The cell according to the invention can be used as a single (separate) cell or, preferably, as a modular cell element of a cell with a monopolar or bipolar connection.

The proposed cell is suitable for producing metals from electrolytic solutions containing the element to be electrochemically separated in ionic form; in particular, this cell is particularly suitable for the electrochemical separation of copper, tin, manganese, zinc, nickel, chromium and cobalt.

The best embodiments of the invention in practice will now be described with reference to the accompanying figures, which are given for illustrative purposes only and are not intended to limit the invention by themselves.

Description of drawings

1A and 1B show two embodiments of the invention in which the optional presence of jet pumps for circulating the electrolyte is limited to a conduit feeding the dropping layer.

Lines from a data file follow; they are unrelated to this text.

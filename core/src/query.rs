//! Query node classification, extraction and write-back.
//!
//! A widget's `requests` value is either an array of request objects or an
//! object keyed by axis name (scatter plots, hostmaps). Each entry is
//! classified once into a [`QueryNode`]; the node resolves to a single JSON
//! pointer that both the extractor and the writer use, so the location read
//! and the location written can never diverge.

use serde_json::Value;

use crate::errors::{Result, RetagError};
use crate::mapping::TagMapping;
use crate::substitute::{TagPayload, substitute};

/// Request kinds that never carry metric tags in a rewritable form.
pub const IGNORED_QUERY_KEYS: [&str; 4] = ["log_query", "apm_query", "rum_query", "network_query"];

#[derive(Debug, Clone, Copy, PartialEq, Eq)]
pub enum Axis {
    X,
    Y,
    Fill,
    Size,
}

impl Axis {
    pub fn parse(marker: &str) -> Option<Self> {
        match marker {
            "x" => Some(Self::X),
            "y" => Some(Self::Y),
            "fill" => Some(Self::Fill),
            "size" => Some(Self::Size),
            _ => None,
        }
    }

    pub fn as_str(&self) -> &'static str {
        match self {
            Self::X => "x",
            Self::Y => "y",
            Self::Fill => "fill",
            Self::Size => "size",
        }
    }
}

/// Where an entry sits inside its `requests` collection.
#[derive(Debug, Clone, PartialEq, Eq)]
pub enum RequestSlot {
    Index(usize),
    Key(String),
}

impl std::fmt::Display for RequestSlot {
    fn fmt(&self, f: &mut std::fmt::Formatter<'_>) -> std::fmt::Result {
        match self {
            Self::Index(i) => write!(f, "requests[{i}]"),
            Self::Key(k) => write!(f, "requests.{k}"),
        }
    }
}

/// One classified entry of a `requests` collection.
#[derive(Debug, Clone, PartialEq, Eq)]
pub enum QueryNode {
    /// `{ "q": "<query>" }`
    Metric { index: usize },
    /// `requests.<axis>.q`
    NamedAxis { axis: Axis },
    /// `{ "process_query": { "filter_by": "<filter>" | ["<tag>", ..] } }`
    Process { index: usize },
    /// Log, APM, RUM and network queries are left untouched.
    Ignored { kind: &'static str },
    Unsupported { slot: RequestSlot, detail: String },
}

impl QueryNode {
    /// JSON pointer of the tag-bearing value, relative to the requests value.
    fn pointer(&self) -> Option<String> {
        match self {
            Self::Metric { index } => Some(format!("/{index}/q")),
            Self::NamedAxis { axis } => Some(format!("/{}/q", axis.as_str())),
            Self::Process { index } => Some(format!("/{index}/process_query/filter_by")),
            Self::Ignored { .. } | Self::Unsupported { .. } => None,
        }
    }
}

/// Slots of a requests collection in document order.
pub fn request_slots(requests: &Value) -> Vec<RequestSlot> {
    match requests {
        Value::Array(items) => (0..items.len()).map(RequestSlot::Index).collect(),
        Value::Object(map) => map.keys().cloned().map(RequestSlot::Key).collect(),
        _ => Vec::new(),
    }
}

/// Classifies one slot. Priority: axis marker, `process_query.filter_by`,
/// plain `q`, otherwise unsupported.
pub fn classify(requests: &Value, slot: &RequestSlot) -> QueryNode {
    let unsupported = |detail: &str| QueryNode::Unsupported {
        slot: slot.clone(),
        detail: detail.to_string(),
    };

    match slot {
        RequestSlot::Key(key) => {
            let Some(axis) = Axis::parse(key) else {
                return unsupported("unrecognized axis marker");
            };
            let node = &requests[key.as_str()];
            if let Some(kind) = ignored_kind(node) {
                return QueryNode::Ignored { kind };
            }
            if node.get("q").is_some_and(Value::is_string) {
                QueryNode::NamedAxis { axis }
            } else {
                unsupported("axis request without a `q` string")
            }
        }
        RequestSlot::Index(index) => {
            let node = &requests[*index];
            if !node.is_object() {
                return unsupported("request entry is not an object");
            }
            if let Some(kind) = ignored_kind(node) {
                return QueryNode::Ignored { kind };
            }
            if let Some(filter) = node.pointer("/process_query/filter_by") {
                return match TagPayload::from_value(filter) {
                    Some(_) => QueryNode::Process { index: *index },
                    None => unsupported(
                        "`process_query.filter_by` is neither a string nor a list of strings",
                    ),
                };
            }
            if node.get("q").is_some_and(Value::is_string) {
                QueryNode::Metric { index: *index }
            } else {
                unsupported("no `q`, `process_query.filter_by` or axis marker")
            }
        }
    }
}

fn ignored_kind(node: &Value) -> Option<&'static str> {
    IGNORED_QUERY_KEYS
        .iter()
        .copied()
        .find(|key| node.get(*key).is_some())
}

/// Reads the tag-bearing payload for `node`.
pub fn extract(requests: &Value, node: &QueryNode) -> Result<TagPayload> {
    let pointer = node.pointer().ok_or_else(|| shape_error(node))?;
    requests
        .pointer(&pointer)
        .and_then(TagPayload::from_value)
        .ok_or_else(|| RetagError::structural(format!("no query string at {pointer}")))
}

/// Writes `payload` back to the location [`extract`] read from.
pub fn write(requests: &mut Value, node: &QueryNode, payload: TagPayload) -> Result<()> {
    let pointer = node.pointer().ok_or_else(|| shape_error(node))?;
    let slot = requests
        .pointer_mut(&pointer)
        .ok_or_else(|| RetagError::structural(format!("no query string at {pointer}")))?;
    *slot = payload.into_value();
    Ok(())
}

fn shape_error(node: &QueryNode) -> RetagError {
    match node {
        QueryNode::Unsupported { slot, detail } => {
            RetagError::unsupported_query(format!("{slot}: {detail}"))
        }
        other => RetagError::unsupported_query(format!("{other:?} has no query location")),
    }
}

/// Rewrites every query node of a `requests` collection in place.
///
/// Returns whether any node changed. An unsupported node fails the whole
/// collection before anything after it is touched.
pub fn rewrite_requests(requests: &mut Value, mapping: &TagMapping) -> Result<bool> {
    let mut changed = false;
    for slot in request_slots(requests) {
        let node = classify(requests, &slot);
        match node {
            QueryNode::Ignored { kind } => {
                tracing::trace!(%slot, kind, "skipping ignored query");
                continue;
            }
            QueryNode::Unsupported { .. } => return Err(shape_error(&node)),
            QueryNode::Metric { .. } | QueryNode::NamedAxis { .. } | QueryNode::Process { .. } => {
                let outcome = substitute(&extract(requests, &node)?, mapping);
                if outcome.changed {
                    write(requests, &node, outcome.value)?;
                    changed = true;
                }
            }
        }
    }
    Ok(changed)
}

/// Rewrites a string or string-list field of `object` in place.
///
/// `None` means the field is absent, null, or not a string/string list.
pub fn rewrite_field(object: &mut Value, field: &str, mapping: &TagMapping) -> Option<bool> {
    let slot = object.get_mut(field)?;
    let payload = TagPayload::from_value(slot)?;
    let outcome = substitute(&payload, mapping);
    if outcome.changed {
        *slot = outcome.value.into_value();
    }
    Some(outcome.changed)
}
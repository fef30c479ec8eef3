use serde_json::Value;

use super::{ResourceWalker, rewrite_tag_field};
use crate::errors::Result;
use crate::mapping::TagMapping;

/// Rewrites a monitor's `query` string and `tags` list independently.
#[derive(Debug, Clone, Copy, Default)]
pub struct MonitorWalker;

impl ResourceWalker for MonitorWalker {
    fn walk(&self, config: &mut Value, mapping: &TagMapping) -> Result<bool> {
        let query_changed = rewrite_tag_field(config, "query", mapping)?;
        let tags_changed = rewrite_tag_field(config, "tags", mapping)?;
        Ok(query_changed || tags_changed)
    }
}
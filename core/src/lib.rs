//! Tag migration engine for Datadog dashboards, monitors and synthetic tests.
//!
//! A run loads an old→new [`TagMapping`], walks every selected resource of
//! each [`Family`], rewrites whole tag tokens in place, and either reports
//! the resources that would change or writes them back through the API.
//!
//! - [`substitute`]: whole-token string and list substitution
//! - [`query`]: classification of `requests` entries into [`QueryNode`]s
//! - [`walker`]: per-family traversal
//! - [`controller`]: report/commit orchestration over a [`ResourceApi`]

#![deny(clippy::print_stdout, clippy::print_stderr)]

pub mod api;
pub mod config;
pub mod controller;
pub mod errors;
pub mod family;
pub mod mapping;
pub mod query;
pub mod substitute;
pub mod walker;

pub use api::{Credentials, DatadogClient, ResourceApi};
pub use config::{RunConfig, RunMode, Selection};
pub use controller::{
    ChangeRecord, ChangeSink, CommitSink, FamilyReport, Outcome, ReportSink, RunController,
    RunReport,
};
pub use errors::{ErrorCategory, Result, RetagError};
pub use family::{Family, ResourceRef};
pub use mapping::TagMapping;
pub use query::QueryNode;
pub use substitute::{Substitution, TagPayload, substitute};
pub use walker::ResourceWalker;

/// retag version
pub const VERSION: &str = env!("CARGO_PKG_VERSION");
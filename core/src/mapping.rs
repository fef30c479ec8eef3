//! Old→new tag replacement table.

use indexmap::IndexMap;
use serde::Deserialize;

use crate::errors::{Result, RetagError};

/// Ordered mapping from an old tag token to its replacement.
///
/// Iteration follows the order of the source document. That order only
/// matters when two entries match overlapping text; the earlier entry wins.
#[derive(Debug, Clone, Default, PartialEq, Eq, Deserialize)]
#[serde(try_from = "IndexMap<String, String>")]
pub struct TagMapping {
    entries: IndexMap<String, String>,
}

impl TagMapping {
    pub fn new<I, K, V>(entries: I) -> Result<Self>
    where
        I: IntoIterator<Item = (K, V)>,
        K: Into<String>,
        V: Into<String>,
    {
        let mut map = IndexMap::new();
        for (old, new) in entries {
            let old = old.into();
            if map.insert(old.clone(), new.into()).is_some() {
                return Err(RetagError::config(format!(
                    "tag `{old}` appears more than once in the mapping"
                )));
            }
        }
        Self::try_from(map)
    }

    pub fn iter(&self) -> impl Iterator<Item = (&str, &str)> {
        self.entries.iter().map(|(k, v)| (k.as_str(), v.as_str()))
    }

    /// Exact lookup of a whole tag.
    pub fn get(&self, old: &str) -> Option<&str> {
        self.entries.get(old).map(String::as_str)
    }

    pub fn len(&self) -> usize {
        self.entries.len()
    }

    pub fn is_empty(&self) -> bool {
        self.entries.is_empty()
    }
}

impl TryFrom<IndexMap<String, String>> for TagMapping {
    type Error = RetagError;

    fn try_from(entries: IndexMap<String, String>) -> Result<Self> {
        if entries.is_empty() {
            return Err(RetagError::config("tag mapping must contain at least one entry"));
        }
        if let Some(old) = entries.keys().find(|k| k.trim().is_empty()) {
            return Err(RetagError::config(format!(
                "tag mapping contains an empty key `{old}`"
            )));
        }
        Ok(Self { entries })
    }
}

2A and 2B show two embodiments of the invention in which at least one jet pump is used to circulate the electrolyte in the vicinity of the bottom of the cathode chamber.

FIGS. 3A and 3B show two embodiments of the invention in which at least one jet pump is used to circulate the electrolyte, which is external to the cathode chamber but in fluid communication with it.

4A and 4B show two embodiments of the invention in which two jet pumps are used externally with respect to the cathode chamber and in fluid communication with it to circulate the electrolyte connected to a system for collecting and collecting growing balls.

Figure 5A shows a detailed view of two jet pumps connected to a system for collecting and collecting growing balls, according to figures 4A and 4B.

Figure 5B shows an embodiment of a jet pump according to the previous figures.

DETAILED DESCRIPTION OF THE INVENTION

Figure 1A shows in more detail an embodiment of a cell (100) according to the invention, in which a cathode chamber (1) filled with a falling layer of growing balls is bounded by an inclined wall (2) for transporting the product to the exit. A lowering layer filling the cathode chamber (1) is fed through a vertical conduit (3), preferably transparent, through which an upward flow of metal balls and electrolyte passes, installed by a jet pump (4) located in the lower part of this conduit where a suitable deflector is located (5), which may be a conventional joint or even a T-piece. The solution entering the supply tube (6) thus passes into the chamber (7), leaves the holes (8) made in the inclined wall (2), and the jet pump (9), "fluidizing" and sucking the balls towards deflector (5). Under the action of the jet pump (4), this fluid mixture further experiences a jolt that allows the balls to overcome the difference in height difference through the said pipe (3), while releasing them through the outlet pipes (10) and / or (10 ') located in the upper zone of the cathode chamber. The position and number of exhaust pipes (10, 10 ') is shown conditionally: for example, there may be a single exhaust pipe located in the center or side. A solution with a single outlet in the position indicated by (10) is preferred in view of the positive effect produced by successively pushing the fluid mixture onto the lowering layer. The selection in accordance with the size of the balls and the subsequent unloading of a certain fraction of the product can be performed, for example, in the position indicated as (11), for example, by means of sieving systems known in the art.

Figure 1B shows a cell according to the invention, which is an equivalent solution, with the exception of the absence of ejection produced by the jet pump (4). In relation to the embodiment shown in FIG. 1A, it is necessary to pump the liquid through the nozzle (9) with a higher intensity, in any case to guarantee the circulation of the balls.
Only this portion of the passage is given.